Although nascent elements can be traced back to the Tamla Motown sound of the Swinging Sixties, Manu Dibango’s Afro-Lounge stormer ‘Soul Makossa’ in 1972 is considered the very first Disco record. Some argue ‘Dance to the Music’ by Sly and the Family Stone from 1968 shows the earliest signs of the lavish percussion that would typify the genre. More lush than Soul Music, easier on the ear than hard rock, Disco weaves together a tapestry of musical styles. From Big Band swing and Broadway pizzazz, from rhythm and blues to funk, via luxurious string arrangements and sweetly sung chorals. And at the 125 beats-per-minute heart of this eclectic mix is the rhythm – an up-tempo, heavy, straight 4/4 time that goes directly to the feet to guide them like a metronome.
Dancers at Mudd Club
Disco proper took off in 1973 with ‘The Love I Lost’ by Harold Melvin and the Blue Notes, the chart topping ‘Rock the Boat’ by The Hues Corporation, ‘Love’s Theme’ by The Love Unlimited Orchestra and ‘Rock Your Baby’ by George McCrae. Philadelphia International, SalSoul, TK, Westend, Prelude, Solar, Lollipop and especially Casablanca were just some of the influential record labels that fuelled the largely urban American trend.

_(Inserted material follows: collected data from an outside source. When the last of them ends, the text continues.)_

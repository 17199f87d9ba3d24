//! Per-graph metric extraction
//!
//! Pure functions over a [`GraphRecord`]; no I/O and no knowledge of the
//! rest of the corpus. Metrics that need cross-experiment normalization
//! (scope, description length, relation strength) are returned raw and
//! normalized later against corpus-wide maxima.
//!
//! Every degenerate case (empty graph, absent protagonist, zero
//! denominator) is defined as 0.0 rather than an error; a sparse or broken
//! graph scores badly, it does not fail.

use crate::record::GraphRecord;
use serde::{Deserialize, Serialize};
use std::collections::HashSet;

/// Raw corpus-relative metrics for one experiment, pre-normalization.
#[derive(Debug, Clone, Copy, Default, PartialEq, Serialize, Deserialize)]
pub struct RawMetrics {
    /// Node count
    pub scope: usize,
    /// Mean description length over nodes and edges combined
    pub avg_description_length: f64,
    /// Mean strength over edges carrying a usable numeric value
    pub avg_relation_strength: f64,
}

/// Extract the corpus-relative raw metrics in one pass.
pub fn raw_metrics(record: &GraphRecord) -> RawMetrics {
    RawMetrics {
        scope: scope(record),
        avg_description_length: avg_description_length(record),
        avg_relation_strength: avg_relation_strength(record),
    }
}

/// Fraction of non-protagonist entities directly connected to the protagonist.
///
/// Collects every node id that sits opposite the protagonist on an edge
/// (either direction) and divides by N − 1. Only ids that exist as nodes
/// count, and the protagonist itself never does (self-loops and dangling
/// endpoints would otherwise push the ratio past 1). Returns 0.0 when the
/// protagonist is not in the graph or the graph has at most one node.
pub fn protagonist_centrality(record: &GraphRecord, protagonist_id: &str) -> f64 {
    let n = record.node_count();
    if n <= 1 || !record.contains_node(protagonist_id) {
        return 0.0;
    }

    let node_ids: HashSet<&str> = record.nodes.iter().map(|node| node.id.as_str()).collect();

    let mut neighbors: HashSet<&str> = HashSet::new();
    for edge in &record.edges {
        if edge.source == protagonist_id {
            neighbors.insert(edge.target.as_str());
        }
        if edge.target == protagonist_id {
            neighbors.insert(edge.source.as_str());
        }
    }
    neighbors.retain(|id| *id != protagonist_id && node_ids.contains(id));

    neighbors.len() as f64 / (n - 1) as f64
}

/// Fraction of nodes that participate in at least one edge.
pub fn connectivity_score(record: &GraphRecord) -> f64 {
    let n = record.node_count();
    if n == 0 {
        return 0.0;
    }

    let endpoints: HashSet<&str> = record
        .edges
        .iter()
        .flat_map(|edge| [edge.source.as_str(), edge.target.as_str()])
        .collect();

    let connected = record
        .nodes
        .iter()
        .filter(|node| endpoints.contains(node.id.as_str()))
        .count();

    connected as f64 / n as f64
}

/// Graph scope: total node count.
pub fn scope(record: &GraphRecord) -> usize {
    record.node_count()
}

/// Mean descriptive-text length over every node and edge.
///
/// Edges fall back to their label when no description is present. Nodes and
/// edges with empty text still count toward the denominator.
pub fn avg_description_length(record: &GraphRecord) -> f64 {
    let population = record.node_count() + record.edge_count();
    if population == 0 {
        return 0.0;
    }

    let node_chars: usize = record.nodes.iter().map(|node| node.description_len()).sum();
    let edge_chars: usize = record
        .edges
        .iter()
        .map(|edge| edge.display_text().chars().count())
        .sum();

    (node_chars + edge_chars) as f64 / population as f64
}

/// Distinct non-empty relation labels over total edge count.
pub fn relation_diversity(record: &GraphRecord) -> f64 {
    if record.edges.is_empty() {
        return 0.0;
    }

    let labels: HashSet<&str> = record
        .edges
        .iter()
        .filter_map(|edge| edge.relation_label())
        .collect();

    labels.len() as f64 / record.edge_count() as f64
}

/// Mean numeric strength over edges that carry one.
///
/// Edges without a usable numeric strength are excluded from numerator and
/// denominator alike; 0.0 when no edge qualifies.
pub fn avg_relation_strength(record: &GraphRecord) -> f64 {
    let strengths: Vec<f64> = record
        .edges
        .iter()
        .filter_map(|edge| edge.numeric_strength())
        .collect();

    if strengths.is_empty() {
        return 0.0;
    }

    strengths.iter().sum::<f64>() / strengths.len() as f64
}
//! Structured graph records for one extraction experiment

mod edge;
mod node;

pub use edge::Edge;
pub use node::Node;

use serde::{Deserialize, Serialize};

/// The structured form of one experiment's extracted knowledge graph.
///
/// A record that has been loaded always has both sequences present; a
/// source that omits one deserializes to an empty sequence instead of
/// failing. Failed loads never surface as a `GraphRecord` at all.
#[derive(Debug, Clone, Default, PartialEq, Serialize, Deserialize)]
pub struct GraphRecord {
    #[serde(default)]
    pub nodes: Vec<Node>,
    #[serde(default)]
    pub edges: Vec<Edge>,
}

impl GraphRecord {
    /// Create an empty record
    pub fn new() -> Self {
        Self::default()
    }

    pub fn with_nodes(mut self, nodes: Vec<Node>) -> Self {
        self.nodes = nodes;
        self
    }

    pub fn with_edges(mut self, edges: Vec<Edge>) -> Self {
        self.edges = edges;
        self
    }

    pub fn node_count(&self) -> usize {
        self.nodes.len()
    }

    pub fn edge_count(&self) -> usize {
        self.edges.len()
    }

    /// Whether the record contains an entity with the given id
    pub fn contains_node(&self, id: &str) -> bool {
        self.nodes.iter().any(|node| node.id == id)
    }
}

#[cfg(test)]
mod tests {
    use super::*;

    #[test]
    fn missing_sequences_default_to_empty() {
        let record: GraphRecord = serde_json::from_str(r#"{"nodes": [{"id": "A"}]}"#).unwrap();
        assert_eq!(record.node_count(), 1);
        assert_eq!(record.edge_count(), 0);
    }

    #[test]
    fn converted_output_round_trips() {
        let record = GraphRecord::new()
            .with_nodes(vec![Node::new("A"), Node::new("B").with_description("second")])
            .with_edges(vec![Edge::new("A", "B").with_label("knows").with_strength(2.0)]);

        let json = serde_json::to_string(&record).unwrap();
        let back: GraphRecord = serde_json::from_str(&json).unwrap();
        assert_eq!(back, record);
    }

    #[test]
    fn contains_node_matches_exact_id() {
        let record = GraphRecord::new().with_nodes(vec![Node::new("SCROOGE")]);
        assert!(record.contains_node("SCROOGE"));
        assert!(!record.contains_node("scrooge"));
    }
}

Until the newly syncopated sound started firing the creative juices of European composers and producers like Giorgio Moroder, Jean-Marc Cerrone, Alec R. Costandinos, Celso Valli, Jacques Fred Petrus and Mauro Malavasi. Moroder of course became one of the key architects of the popular Disco idiom with his muse Donna Summer. The equally sterling work of the still-going-strong Cerrone (Billboard magazine’s 1978 Disco Artist/Composer/Arranger of the Year) and Petrus and Malavasi are featured in this collection. The latter duo represented by both ‘Counting On Love (1 2 3)’ by The Peter Jacques Band (Jacques Petrus’ name reversed and anglicized to garner more American turntable interest) and ‘It Burns Me Up’ by Change.
Disco as a genre was also further shaped by American studio engineer Tom Moulton who pioneered the remixing and extending of a track, complete with break section, to cater to nightclub preferences. This 12-inch single format innovation was the result of Discophiles wanting the most out of their favourite songs. But the 2004 Dance Music Hall of Fame inductee was to find Disco immortality with Gloria Gaynor’s seminal ‘Never Can Say Goodbye’, the first continuous-mix album side ever, alongside MFSB, Andrea True Connection and the outré styling of model-turned-diva Grace Jones. Other remixers and DJ’s who added their unique twist to Disco included David Mancuso, Larry Levan, Nicky Siano, Shep Pettibone and Walter Gibbons. Mancuso especially, because he initiated the ‘Invitation Only’ parties to his own home that soon became known as The Loft, a concept that would eventually transform the entire DJ network and crystallize the club business model.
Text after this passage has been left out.